Ironisnya, dalam tabel urgensi itu, judi justru dikategorikan nggak mendesak.
Sementara “meresahkan masyarakat” yang definisinya kabur justru masuk prioritas tinggi.
Tanpa pengawasan independen, SAMAN bisa menjadi alat untuk:
- Menghapus kritik publik
- Menekan liputan jurnalistik
- Menurunkan karya edukasi yang dianggap “sensitif”
- Mengontrol isu politik tertentu menjelang momentum penting
Ini bukan kekhawatiran kosong, Gez.
Banyak negara lain mulai dari India hingga Turki mengalami masalah serupa ketika pemerintah memiliki tombol takedown yang dapat dipakai tanpa transparansi.
Diperlukan Transparansi dan Akuntabilitas
Di banyak negara, mekanisme penghapusan konten selalu diawasi lembaga independen, dilengkapi laporan publik berkala, hingga prosedur banding bagi warganet.
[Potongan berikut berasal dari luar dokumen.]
//! inference::hessian — parameter covariance from observed information.
//!
//! Purpose
//! -------
//! Convert the finite-difference Hessian of the objective at the MAP
//! point into a numerically stable parameter covariance matrix. This
//! module handles conversion between `ndarray` and `nalgebra` types and
//! inverts the observed information through a symmetric
//! eigendecomposition with eigenvalue truncation instead of an explicit
//! matrix inverse.
//!
//! Key behaviors
//! -------------
//! - Call [`compute_hessian`] on the objective gradient to obtain the
//!   observed information matrix `H(θ̂)` (central differences with a
//!   forward fallback, symmetrized and validated upstream).
//! - Copy the resulting `ndarray` Hessian into a `nalgebra::DMatrix`
//!   (`fill_dmatrix`) for eigen-based linear algebra.
//! - Build the Moore–Penrose pseudoinverse `H⁺ = Q Λ⁺ Qᵀ`, truncating
//!   eigenvalues at [`EIGEN_EPS`], and return it as the parameter
//!   covariance.
//!
//! Invariants & assumptions
//! ------------------------
//! - [`compute_hessian`] returns a finite, square `n×n` matrix with
//!   `n = θ̂.len()`; symmetry is already enforced upstream, so this
//!   module does **not** re-symmetrize.
//! - The objective is a **summed** negative log posterior kernel, so
//!   `H⁺` is directly the Laplace-approximation covariance at the MAP
//!   point — no sample-size rescaling is applied.
//! - Eigenvalues with magnitude at most [`EIGEN_EPS`] are treated as
//!   numerically nonpositive and ignored when constructing pseudoinverse
//!   directions, inflating variances along weakly identified directions.
//!
//! Conventions
//! -----------
//! - No explicit matrix inverse is formed; all computations use
//!   symmetric eigendecomposition with eigenvalue truncation.
//! - Errors are reported via `OptResult<T>`.
//!
//! Downstream usage
//! ----------------
//! - The model layer calls [`covariance_from_hessian`] after fitting;
//!   the resulting matrix feeds [`delta_method_se`] for every reported
//!   quantity.
//! - [`fill_dmatrix`] and [`pseudo_inverse`] are internal helpers.
//!
//! Testing notes
//! -------------
//! - Unit tests check the covariance of diagonal quadratics against the
//!   analytic inverse, truncation behavior for singular information, and
//!   symmetry of the returned matrix.
//!
//! [`delta_method_se`]: crate::inference::delta::delta_method_se
use crate::optimization::{
    errors::OptResult, map_optimizer::finite_diff::compute_hessian,
    numerical_stability::EIGEN_EPS,
};
use nalgebra::DMatrix;
use ndarray::{Array1, Array2};

/// covariance_from_hessian — parameter covariance at the MAP point.
///
/// Purpose
/// -------
/// Compute the parameter covariance `Cov(θ̂) = H(θ̂)⁺` from the observed
/// information, where `H` is the finite-difference Hessian of the
/// objective gradient map `f: θ ↦ ∇c(θ)` at `theta_hat` and `⁺` denotes
/// the eigen-truncated Moore–Penrose pseudoinverse.
///
/// Parameters
/// ----------
/// - `f`: `&F`
///   Gradient map of the objective, `f: θ ↦ ∇c(θ)`. Must be C¹ in a
///   neighborhood of `theta_hat` so that [`compute_hessian`] can
///   succeed; finite-difference gradients wrapped in a NaN-capturing
///   closure are acceptable (invalid evaluations surface as
///   `InvalidHessian`).
/// - `theta_hat`: `&Array1<f64>`
///   Parameter vector `θ̂` at which the observed information is
///   evaluated. Its length `n` determines the dimension of the returned
///   matrix.
///
/// Returns
/// -------
/// `OptResult<Array2<f64>>`
///   On success, the symmetric `n×n` covariance matrix. On failure,
///   propagates the error from [`compute_hessian`] (e.g., non-finite
///   entries).
///
/// Errors
/// ------
/// - `OptError`
///   Any error that [`compute_hessian`] may return, such as Hessian
///   dimension mismatches or non-finite entries detected by validation.
///
/// Notes
/// -----
/// - Eigenvalues with magnitude at most [`EIGEN_EPS`] are treated as
///   zero when forming pseudoinverse directions; the corresponding
///   directions contribute nothing to the covariance, which reports
///   inflated uncertainty along them through the surviving terms only.
pub fn covariance_from_hessian<F: Fn(&Array1<f64>) -> Array1<f64>>(
    f: &F, theta_hat: &Array1<f64>,
) -> OptResult<Array2<f64>> {
    let n = theta_hat.len();
    let obs_info = compute_hessian(f, theta_hat)?;
    let mut obs_info_nalg = DMatrix::<f64>::zeros(obs_info.nrows(), obs_info.ncols());
    fill_dmatrix(&obs_info, &mut obs_info_nalg);
    Ok(pseudo_inverse(obs_info_nalg, n))
}

// ---- Helper methods ----

/// fill_dmatrix — copy an `ndarray` Hessian into a `nalgebra::DMatrix`.
///
/// Bridges between `ndarray` and `nalgebra` by copying a square observed
/// information matrix into a `DMatrix<f64>` with column-major writes.
/// No symmetrization is performed here; any asymmetry present in
/// `obs_info` is preserved (the upstream Hessian is already symmetric).
fn fill_dmatrix(obs_info: &Array2<f64>, obs_info_nalg: &mut DMatrix<f64>) {
    let n = obs_info.ncols();
    for j in 0..n {
        for i in j..n {
            if j == i {
                obs_info_nalg[(i, i)] = obs_info[[i, i]];
            } else {
                obs_info_nalg[(i, j)] = obs_info[[i, j]];
                obs_info_nalg[(j, i)] = obs_info[[j, i]];
            }
        }
    }
}

/// pseudo_inverse — eigen-truncated pseudoinverse of observed information.
///
/// Computes `H⁺ = Q Λ⁺ Qᵀ` from the symmetric eigendecomposition
/// `H = Q Λ Qᵀ`, where `Λ⁺` inverts eigenvalues above [`EIGEN_EPS`] and
/// zeroes the rest:
///
/// `Cov[i, j] = Σ_{k: λ_k > EIGEN_EPS} Q[i, k] · Q[j, k] / λ_k`
///
/// The returned matrix is symmetric by construction.
fn pseudo_inverse(obs_info_nalg: DMatrix<f64>, n: usize) -> Array2<f64> {
    let eigen_decomp = obs_info_nalg.symmetric_eigen();
    let q = eigen_decomp.eigenvectors;
    let eigenvals = eigen_decomp.eigenvalues;
    let mut cov = Array2::<f64>::zeros((n, n));
    for (k, &lambda) in eigenvals.iter().enumerate() {
        if lambda > EIGEN_EPS {
            for i in 0..n {
                let coeff = q[(i, k)] / lambda;
                for j in i..n {
                    let term = coeff * q[(j, k)];
                    cov[[i, j]] += term;
                    if i != j {
                        cov[[j, i]] += term;
                    }
                }
            }
        }
    }
    cov
}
Prinsipnya jelas: kekuatan untuk menghapus konten harus sebanding dengan mekanisme pengawasannya.
Sayangnya, hingga kini publik belum mengetahui:
- Siapa yang menilai sebuah konten “mendesak”?
- Apakah ada proses verifikasi berlapis?- Adakah laporan transparansi yang bisa diakses publik?
- Bagaimana mekanisme keberatan jika konten diturunkan secara nggak tepat?
Tanpa jawaban atas pertanyaan-pertanyaan itu, SAMAN bisa menjadi pisau bermata dua: melindungi sekaligus membungkam.
SAMAN memang bisa jadi alat penting untuk memberantas konten berbahaya. Tapi ia juga bisa berubah menjadi ancaman jika nggak diawasi. Ruang digital yang aman hanya bisa tercipta jika kebijakan digital dibuat terbuka, transparan, dan akuntabel.
Karena pada akhirnya, perlindungan nggak boleh berubah menjadi pembungkaman.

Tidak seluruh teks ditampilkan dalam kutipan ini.